> **Exercise requirements**:
Among the entries below, find each line holding "source" and return it.

> **Stored data**:
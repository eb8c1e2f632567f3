use std::path::Path;

use serde::{Deserialize, Serialize};
use tracing::debug;

use crate::error::{GibberishError, Result};
use crate::io::write_atomic;
use super::transition_matrix::TransitionMatrix;

/// Magic bytes opening every model file.
pub const MODEL_MAGIC: [u8; 4] = *b"GBRM";

/// Current model file schema version.
pub const MODEL_VERSION: u16 = 1;

/// A trained gibberish classifier: bigram log-probabilities plus the score
/// threshold separating natural text from gibberish.
///
/// Built once by the trainer (or loaded from disk) and read-only afterwards.
#[derive(Clone, Debug, PartialEq)]
pub struct GibberishModel {
	matrix: TransitionMatrix,
	threshold: f64,
}

/// On-disk layout of a model, encoded with `postcard`.
///
/// The matrix is stored as nested sequences rather than fixed arrays so that
/// readers in other languages only need a varint-prefixed sequence decoder.
#[derive(Serialize, Deserialize, Debug)]
struct ModelFile {
	magic: [u8; 4],
	version: u16,
	threshold: f64,
	matrix: Vec<Vec<f64>>,
}

impl GibberishModel {
	pub(crate) fn new(matrix: TransitionMatrix, threshold: f64) -> Self {
		Self { matrix, threshold }
	}

	/// Returns the transition log-probability matrix.
	pub fn matrix(&self) -> &TransitionMatrix {
		&self.matrix
	}

	/// Returns the decision threshold. Scores at or below it are gibberish.
	pub fn threshold(&self) -> f64 {
		self.threshold
	}

	/// Encodes the model into the versioned binary schema.
	pub fn to_bytes(&self) -> std::result::Result<Vec<u8>, postcard::Error> {
		let file = ModelFile {
			magic: MODEL_MAGIC,
			version: MODEL_VERSION,
			threshold: self.threshold,
			matrix: self.matrix.to_rows(),
		};
		postcard::to_stdvec(&file)
	}

	/// Decodes and validates a model produced by [`GibberishModel::to_bytes`].
	///
	/// # Errors
	/// Returns a description of the problem if the bytes cannot be decoded,
	/// carry the wrong magic or version, or hold an invalid matrix/threshold.
	pub fn from_bytes(bytes: &[u8]) -> std::result::Result<Self, String> {
		let file: ModelFile = postcard::from_bytes(bytes).map_err(|e| format!("undecodable model: {e}"))?;

		if file.magic != MODEL_MAGIC {
			return Err("not a gibberish model file (bad magic)".to_owned());
		}
		if file.version != MODEL_VERSION {
			return Err(format!(
				"unsupported model version {} (expected {MODEL_VERSION})",
				file.version
			));
		}
		if !file.threshold.is_finite() {
			return Err(format!("threshold is not finite: {}", file.threshold));
		}

		let matrix = TransitionMatrix::from_rows(&file.matrix)?;
		Ok(Self::new(matrix, file.threshold))
	}

	/// Writes the model to `path` atomically.
	///
	/// # Errors
	/// Returns [`GibberishError::Io`] if encoding or writing fails.
	pub fn save<P: AsRef<Path>>(&self, path: P) -> Result<()> {
		let path = path.as_ref();
		let bytes = self.to_bytes().map_err(|e| GibberishError::Io {
			path: path.to_path_buf(),
			source: std::io::Error::new(std::io::ErrorKind::InvalidData, e),
		})?;

		write_atomic(path, &bytes).map_err(|source| GibberishError::Io {
			path: path.to_path_buf(),
			source,
		})?;

		debug!(path = %path.display(), bytes = bytes.len(), "model saved");
		Ok(())
	}

	/// Reads and validates a model from `path`.
	///
	/// # Errors
	/// Returns [`GibberishError::CorruptModel`] if the file is missing,
	/// unreadable, or does not hold a valid model.
	pub fn load<P: AsRef<Path>>(path: P) -> Result<Self> {
		let path = path.as_ref();
		let corrupt = |reason: String| GibberishError::CorruptModel {
			path: path.to_path_buf(),
			reason,
		};

		let bytes = std::fs::read(path).map_err(|e| corrupt(format!("cannot read model file: {e}")))?;
		let model = Self::from_bytes(&bytes).map_err(corrupt)?;

		debug!(path = %path.display(), threshold = model.threshold, "model loaded");
		Ok(model)
	}
}

#[cfg(test)]
mod tests {
	use super::*;
	use crate::model::transition_matrix::TransitionCounts;

	fn sample_model() -> GibberishModel {
		let mut counts = TransitionCounts::new();
		counts.add_line("a small sample of ordinary words");
		GibberishModel::new(counts.to_log_probabilities(10.0).unwrap(), 0.0421)
	}

	#[test]
	fn bytes_round_trip() {
		let model = sample_model();
		let bytes = model.to_bytes().unwrap();
		assert_eq!(&bytes[..4], &MODEL_MAGIC);
		assert_eq!(GibberishModel::from_bytes(&bytes).unwrap(), model);
	}

	#[test]
	fn rejects_foreign_headers() {
		let model = sample_model();

		let mut bytes = model.to_bytes().unwrap();
		bytes[0] = b'X';
		assert!(GibberishModel::from_bytes(&bytes).unwrap_err().contains("magic"));

		let future = ModelFile {
			magic: MODEL_MAGIC,
			version: MODEL_VERSION + 1,
			threshold: model.threshold(),
			matrix: model.matrix().to_rows(),
		};
		let bytes = postcard::to_stdvec(&future).unwrap();
		assert!(GibberishModel::from_bytes(&bytes).unwrap_err().contains("version"));
	}

	#[test]
	fn rejects_truncated_or_malformed_content() {
		let model = sample_model();
		let bytes = model.to_bytes().unwrap();
		assert!(GibberishModel::from_bytes(&bytes[..bytes.len() / 2]).is_err());
		assert!(GibberishModel::from_bytes(&[]).is_err());

		let no_matrix = ModelFile {
			magic: MODEL_MAGIC,
			version: MODEL_VERSION,
			threshold: 0.1,
			matrix: Vec::new(),
		};
		let bytes = postcard::to_stdvec(&no_matrix).unwrap();
		assert!(GibberishModel::from_bytes(&bytes).unwrap_err().contains("rows"));

		let bad_threshold = ModelFile {
			magic: MODEL_MAGIC,
			version: MODEL_VERSION,
			threshold: f64::NAN,
			matrix: model.matrix().to_rows(),
		};
		let bytes = postcard::to_stdvec(&bad_threshold).unwrap();
		assert!(GibberishModel::from_bytes(&bytes).unwrap_err().contains("threshold"));
	}

	#[test]
	fn save_then_load() {
		let dir = tempfile::tempdir().unwrap();
		let path = dir.path().join("model.gbm");
		let model = sample_model();

		model.save(&path).unwrap();
		assert_eq!(GibberishModel::load(&path).unwrap(), model);
	}

	#[test]
	fn load_missing_file_is_corrupt_model() {
		let dir = tempfile::tempdir().unwrap();
		let err = GibberishModel::load(dir.path().join("absent.gbm")).unwrap_err();
		assert!(matches!(err, GibberishError::CorruptModel { .. }));
	}
}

> **Task response**:
			source: std::io::Error::new(std::io::ErrorKind::InvalidData, e),
		write_atomic(path, &bytes).map_err(|source| GibberishError::Io {
			source,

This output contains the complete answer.